Data shown:
++++++
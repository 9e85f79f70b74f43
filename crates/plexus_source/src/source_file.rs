//! A single registered source with line-start indexing.

use crate::file_id::FileId;
use std::path::PathBuf;

/// One source registered with the session.
///
/// Stores the text together with precomputed line-start offsets so that
/// diagnostic rendering can resolve byte offsets to line/column pairs with
/// a binary search.
pub struct SourceFile {
    /// The unique identifier of this source.
    pub id: FileId,
    /// The name the source was registered under (shown in diagnostics).
    pub path: PathBuf,
    /// The full text of the source.
    pub content: String,
    /// Byte offsets of each line start (the first entry is always 0).
    line_starts: Vec<u32>,
}

impl SourceFile {
    /// Creates a new `SourceFile` with precomputed line starts.
    pub fn new(id: FileId, path: PathBuf, content: String) -> Self {
        let line_starts = compute_line_starts(&content);
        Self {
            id,
            path,
            content,
            line_starts,
        }
    }

    /// Converts a byte offset into 1-indexed (line, column) coordinates.
    pub fn line_col(&self, byte_offset: u32) -> (u32, u32) {
        let line_idx = match self.line_starts.binary_search(&byte_offset) {
            Ok(idx) => idx,
            Err(idx) => idx - 1,
        };
        let line = (line_idx as u32) + 1;
        let col = byte_offset - self.line_starts[line_idx] + 1;
        (line, col)
    }

    /// Returns the text between two byte offsets.
    pub fn snippet(&self, start: u32, end: u32) -> &str {
        &self.content[start as usize..end as usize]
    }
}

/// Computes the byte offsets of each line start in the given content.
fn compute_line_starts(content: &str) -> Vec<u32> {
    let mut starts = vec![0u32];
    for (i, byte) in content.bytes().enumerate() {
        if byte == b'\n' {
            starts.push((i + 1) as u32);
        }
    }
    starts
}

#[cfg(test)]
mod tests {
    use super::*;

    fn make_file(content: &str) -> SourceFile {
        SourceFile::new(
            FileId::from_raw(0),
            PathBuf::from("test.v"),
            content.to_string(),
        )
    }

    #[test]
    fn line_starts_computation() {
        let f = make_file("abc\ndef\nghi");
        assert_eq!(f.line_starts, vec![0, 4, 8]);
    }

    #[test]
    fn line_col_resolution() {
        let f = make_file("abc\ndef\nghi");
        assert_eq!(f.line_col(0), (1, 1));
        assert_eq!(f.line_col(4), (2, 1));
        assert_eq!(f.line_col(5), (2, 2));
        assert_eq!(f.line_col(8), (3, 1));
    }

    #[test]
    fn snippet_extraction() {
        let f = make_file("assign y = a;");
        assert_eq!(f.snippet(0, 6), "assign");
        assert_eq!(f.snippet(7, 8), "y");
    }

    #[test]
    fn empty_source() {
        let f = make_file("");
        assert_eq!(f.line_starts, vec![0]);
        assert_eq!(f.line_col(0), (1, 1));
    }
}
//! Generic arena for dense, ID-indexed storage of IR entities.
//!
//! The [`Arena`] provides O(1) insertion and lookup by opaque [`ArenaId`]
//! keys. Items are only ever appended, so IDs stay valid for the lifetime
//! of the arena; entities retired during elaboration (spliced blocks,
//! collapsed branches) simply become unreachable.

use serde::{Deserialize, Serialize};
use std::marker::PhantomData;
use std::ops::{Index, IndexMut};

/// Trait for opaque ID types used as arena keys.
///
/// Implementors must provide a bijection between `u32` indices and the ID
/// type.
pub trait ArenaId: Copy {
    /// Creates an ID from a raw `u32` index.
    fn from_raw(index: u32) -> Self;

    /// Returns the raw `u32` index.
    fn as_raw(self) -> u32;
}

/// A dense, ID-indexed container for IR entities.
///
/// Items are always appended (never reordered or removed), making IDs
/// stable for the lifetime of the arena.
#[derive(Debug, Clone, Serialize, Deserialize)]
pub struct Arena<I: ArenaId, T> {
    items: Vec<T>,
    #[serde(skip)]
    _marker: PhantomData<I>,
}

impl<I: ArenaId, T> Default for Arena<I, T> {
    fn default() -> Self {
        Self::new()
    }
}

impl<I: ArenaId, T> Arena<I, T> {
    /// Creates a new, empty arena.
    pub fn new() -> Self {
        Self {
            items: Vec::new(),
            _marker: PhantomData,
        }
    }

    /// Allocates a new item in the arena and returns its ID.
    pub fn alloc(&mut self, item: T) -> I {
        let id = I::from_raw(self.items.len() as u32);
        self.items.push(item);
        id
    }

    /// Returns a reference to the item with the given ID.
    ///
    /// # Panics
    ///
    /// Panics if the ID is out of bounds.
    pub fn get(&self, id: I) -> &T {
        &self.items[id.as_raw() as usize]
    }

    /// Returns a mutable reference to the item with the given ID.
    ///
    /// # Panics
    ///
    /// Panics if the ID is out of bounds.
    pub fn get_mut(&mut self, id: I) -> &mut T {
        &mut self.items[id.as_raw() as usize]
    }

    /// Returns the number of items in the arena.
    pub fn len(&self) -> usize {
        self.items.len()
    }

    /// Returns `true` if the arena contains no items.
    pub fn is_empty(&self) -> bool {
        self.items.is_empty()
    }

    /// Iterates over `(ID, &T)` pairs in allocation order.
    pub fn iter(&self) -> impl Iterator<Item = (I, &T)> {
        self.items
            .iter()
            .enumerate()
            .map(|(i, item)| (I::from_raw(i as u32), item))
    }

    /// Iterates over `(ID, &mut T)` pairs in allocation order.
    pub fn iter_mut(&mut self) -> impl Iterator<Item = (I, &mut T)> {
        self.items
            .iter_mut()
            .enumerate()
            .map(|(i, item)| (I::from_raw(i as u32), item))
    }

    /// Iterates over references to items in allocation order.
    pub fn values(&self) -> impl Iterator<Item = &T> {
        self.items.iter()
    }
}

impl<I: ArenaId, T> Index<I> for Arena<I, T> {
    type Output = T;

    fn index(&self, id: I) -> &T {
        self.get(id)
    }
}

impl<I: ArenaId, T> IndexMut<I> for Arena<I, T> {
    fn index_mut(&mut self, id: I) -> &mut T {
        self.get_mut(id)
    }
}

#[cfg(test)]
mod tests {
    use super::*;
    use crate::ids::BlockId;

    #[test]
    fn alloc_and_get() {
        let mut arena: Arena<BlockId, String> = Arena::new();
        let id = arena.alloc("hello".to_string());
        assert_eq!(arena[id], "hello");
    }

    #[test]
    fn multiple_allocs() {
        let mut arena: Arena<BlockId, u32> = Arena::new();
        let a = arena.alloc(10);
        let b = arena.alloc(20);
        let c = arena.alloc(30);
        assert_eq!(arena[a], 10);
        assert_eq!(arena[b], 20);
        assert_eq!(arena[c], 30);
        assert_eq!(arena.len(), 3);
    }

    #[test]
    fn get_mut_modifies() {
        let mut arena: Arena<BlockId, String> = Arena::new();
        let id = arena.alloc("original".to_string());
        *arena.get_mut(id) = "modified".to_string();
        assert_eq!(arena[id], "modified");
    }

    #[test]
    fn empty_arena() {
        let arena: Arena<BlockId, u32> = Arena::new();
        assert!(arena.is_empty());
        assert_eq!(arena.len(), 0);
    }

    #[test]
    fn iter_ids_are_sequential() {
        let mut arena: Arena<BlockId, u32> = Arena::new();
        arena.alloc(100);
        arena.alloc(200);
        let ids: Vec<u32> = arena.iter().map(|(id, _)| id.as_raw()).collect();
        assert_eq!(ids, vec![0, 1]);
    }

    #[test]
    fn serde_roundtrip() {
        let mut arena: Arena<BlockId, String> = Arena::new();
        arena.alloc("first".to_string());
        arena.alloc("second".to_string());
        let json = serde_json::to_string(&arena).unwrap();
        let restored: Arena<BlockId, String> = serde_json::from_str(&json).unwrap();
        assert_eq!(restored.len(), 2);
        assert_eq!(restored[<BlockId as ArenaId>::from_raw(0)], "first");
        assert_eq!(restored[<BlockId as ArenaId>::from_raw(1)], "second");
    }
}
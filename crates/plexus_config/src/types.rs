//! Configuration types deserialized from `plexus.toml`.

use serde::Deserialize;

/// The top-level project configuration parsed from `plexus.toml`.
#[derive(Debug, Deserialize)]
pub struct ProjectConfig {
    /// Core project metadata (name, version, top module).
    pub project: ProjectMeta,
    /// Elaboration resource bounds.
    #[serde(default)]
    pub elaboration: ElaborationConfig,
}

/// Core project metadata required in every `plexus.toml`.
#[derive(Debug, Deserialize)]
pub struct ProjectMeta {
    /// The project name.
    pub name: String,
    /// The project version string.
    #[serde(default)]
    pub version: Option<String>,
    /// The name of the top-level module to elaborate.
    pub top: String,
}

/// Resource bounds for the elaboration engine.
///
/// Both bounds exist so that a constant for-loop that never terminates, or
/// an instantiation chain that keeps producing novel parameter sets, fails
/// with an explicit `R`-class diagnostic instead of running forever.
#[derive(Debug, Clone, Copy, Deserialize)]
pub struct ElaborationConfig {
    /// Maximum number of iterations a single for-loop may unroll to.
    #[serde(default = "default_max_unroll")]
    pub max_unroll_iterations: usize,
    /// Maximum number of module specializations elaborated in one run.
    #[serde(default = "default_max_specializations")]
    pub max_specializations: usize,
}

fn default_max_unroll() -> usize {
    4096
}

fn default_max_specializations() -> usize {
    4096
}

impl Default for ElaborationConfig {
    fn default() -> Self {
        Self {
            max_unroll_iterations: default_max_unroll(),
            max_specializations: default_max_specializations(),
        }
    }
}
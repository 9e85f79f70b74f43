//! Configuration file loading and validation.

use crate::error::ConfigError;
use crate::types::ProjectConfig;
use std::path::Path;

/// Loads and validates a `plexus.toml` configuration from a project directory.
///
/// Reads `<project_dir>/plexus.toml`, parses it, and validates required
/// fields.
pub fn load_config(project_dir: &Path) -> Result<ProjectConfig, ConfigError> {
    let config_path = project_dir.join("plexus.toml");
    let content = std::fs::read_to_string(&config_path)?;
    load_config_from_str(&content)
}

/// Parses and validates a `plexus.toml` configuration from a string.
///
/// Useful for testing without filesystem dependencies.
pub fn load_config_from_str(content: &str) -> Result<ProjectConfig, ConfigError> {
    let config: ProjectConfig =
        toml::from_str(content).map_err(|e| ConfigError::ParseError(e.to_string()))?;
    validate_config(&config)?;
    Ok(config)
}

/// Validates that required fields are present and bounds are usable.
fn validate_config(config: &ProjectConfig) -> Result<(), ConfigError> {
    if config.project.name.is_empty() {
        return Err(ConfigError::MissingField("project.name".to_string()));
    }
    if config.project.top.is_empty() {
        return Err(ConfigError::MissingField("project.top".to_string()));
    }
    if config.elaboration.max_unroll_iterations == 0 {
        return Err(ConfigError::InvalidValue {
            field: "elaboration.max_unroll_iterations".to_string(),
            reason: "must be at least 1".to_string(),
        });
    }
    if config.elaboration.max_specializations == 0 {
        return Err(ConfigError::InvalidValue {
            field: "elaboration.max_specializations".to_string(),
            reason: "must be at least 1".to_string(),
        });
    }
    Ok(())
}
//! Structured diagnostic messages.

use crate::code::DiagnosticCode;
use crate::label::Label;
use crate::severity::Severity;
use plexus_source::Span;
use serde::{Deserialize, Serialize};

/// A structured diagnostic message with source locations and labels.
///
/// Each diagnostic carries a severity, a unique code, a primary message and
/// span, and optional secondary labels, notes, and help text. Constructed
/// through [`Diagnostic::error`]/[`Diagnostic::warning`] plus the `with_*`
/// builder methods.
#[derive(Clone, Debug, Serialize, Deserialize)]
pub struct Diagnostic {
    /// The severity level of this diagnostic.
    pub severity: Severity,
    /// The code identifying the kind of diagnostic.
    pub code: DiagnosticCode,
    /// The main diagnostic message.
    pub message: String,
    /// The primary source span where the issue was detected.
    pub primary_span: Span,
    /// Additional annotated source spans providing context.
    pub labels: Vec<Label>,
    /// Explanatory footnotes (e.g., "note: ...").
    pub notes: Vec<String>,
    /// Actionable suggestions (e.g., "help: ...").
    pub help: Vec<String>,
}

impl Diagnostic {
    /// Creates a new error diagnostic with the given code, message, and span.
    pub fn error(code: DiagnosticCode, message: impl Into<String>, span: Span) -> Self {
        Self {
            severity: Severity::Error,
            code,
            message: message.into(),
            primary_span: span,
            labels: Vec::new(),
            notes: Vec::new(),
            help: Vec::new(),
        }
    }

    /// Creates a new warning diagnostic with the given code, message, and span.
    pub fn warning(code: DiagnosticCode, message: impl Into<String>, span: Span) -> Self {
        Self {
            severity: Severity::Warning,
            code,
            message: message.into(),
            primary_span: span,
            labels: Vec::new(),
            notes: Vec::new(),
            help: Vec::new(),
        }
    }

    /// Adds a label to this diagnostic.
    pub fn with_label(mut self, label: Label) -> Self {
        self.labels.push(label);
        self
    }

    /// Adds a note to this diagnostic.
    pub fn with_note(mut self, note: impl Into<String>) -> Self {
        self.notes.push(note.into());
        self
    }

    /// Adds a help message to this diagnostic.
    pub fn with_help(mut self, help: impl Into<String>) -> Self {
        self.help.push(help.into());
        self
    }
}
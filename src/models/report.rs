//! Attendance report envelope.
//!
//! This module defines the [`AttendanceReport`] returned by the `/calculate`
//! endpoint: the computed timeline, its aggregate statistics, and metadata
//! identifying the calculation.

use chrono::{DateTime, NaiveDate, Utc};
use serde::{Deserialize, Serialize};
use uuid::Uuid;

use super::{AttendanceStats, DayInfo};

/// The full result of an attendance calculation.
///
/// Created fresh on every request; the timeline is discarded and recomputed
/// whenever the input range or record set changes.
#[derive(Debug, Clone, Serialize, Deserialize)]
pub struct AttendanceReport {
    /// Unique identifier for this calculation.
    pub report_id: Uuid,
    /// When the calculation was performed.
    pub timestamp: DateTime<Utc>,
    /// The engine version that produced the report.
    pub engine_version: String,
    /// The start of the requested range (inclusive).
    pub start_date: NaiveDate,
    /// The end of the requested range (inclusive).
    pub end_date: NaiveDate,
    /// One entry per calendar day in the range, chronological.
    pub timeline: Vec<DayInfo>,
    /// Aggregate statistics over the timeline.
    pub stats: AttendanceStats,
}
//! HTTP API layer for the attendance engine.
//!
//! This module provides the REST API endpoints for attendance calculation
//! and record persistence, built on the Axum web framework.

mod handlers;
mod request;
mod response;
mod state;

pub use handlers::create_router;
pub use request::{CalculateRequest, SaveRecordRequest, UserRecordRequest};
pub use response::{ApiError, ApiErrorResponse, SaveRecordResponse};
pub use state::AppState;
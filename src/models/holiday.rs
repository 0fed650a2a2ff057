//! Holiday reference data model.

use chrono::NaiveDate;
use serde::{Deserialize, Serialize};

/// A single entry in the holiday calendar.
///
/// Static reference data: loaded once, immutable, not user-editable by the
/// engine. The reference list is assumed to contain at most one entry per
/// calendar date.
///
/// # Example
///
/// ```
/// use attendance_engine::models::HolidayEntry;
/// use chrono::NaiveDate;
///
/// let holiday = HolidayEntry {
///     date: NaiveDate::from_ymd_opt(2026, 12, 25).unwrap(),
///     name: "Christmas".to_string(),
/// };
/// assert_eq!(holiday.name, "Christmas");
/// ```
#[derive(Debug, Clone, PartialEq, Eq, Serialize, Deserialize)]
pub struct HolidayEntry {
    /// The date of the holiday.
    pub date: NaiveDate,
    /// The display name of the holiday (e.g., "Republic Day").
    pub name: String,
}
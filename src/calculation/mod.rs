//! Calculation logic for the attendance engine.
//!
//! This module contains the core passes: timeline building over an
//! inclusive date range, the sandwich leave rule that promotes bracketed
//! off-day runs, stats aggregation against the 80% threshold, weekend
//! detection under the 2nd/4th-Saturday rule, and the record status cycle.

mod cycle;
mod sandwich;
mod stats;
mod timeline;
mod weekend;

pub use cycle::{RecordAction, next_record_action};
pub use sandwich::apply_sandwich_rule;
pub use stats::calculate_stats;
pub use timeline::{build_timeline, calculate_attendance};
pub use weekend::{is_second_or_fourth_saturday, is_weekend_off, week_of_month};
++++++
What this task involves:
What are the exact lines from the beginning of the material through the line containing "(shown in diagnostics)."? Write out those lines alone.

Result:
repository 9e85f79f70b74f43
filename crates/plexus_source/src/source_file.rs
//! A single registered source with line-start indexing.

use crate::file_id::FileId;
use std::path::PathBuf;

/// One source registered with the session.
///
/// Stores the text together with precomputed line-start offsets so that
/// diagnostic rendering can resolve byte offsets to line/column pairs with
/// a binary search.
pub struct SourceFile {
    /// The unique identifier of this source.
    pub id: FileId,
    /// The name the source was registered under (shown in diagnostics).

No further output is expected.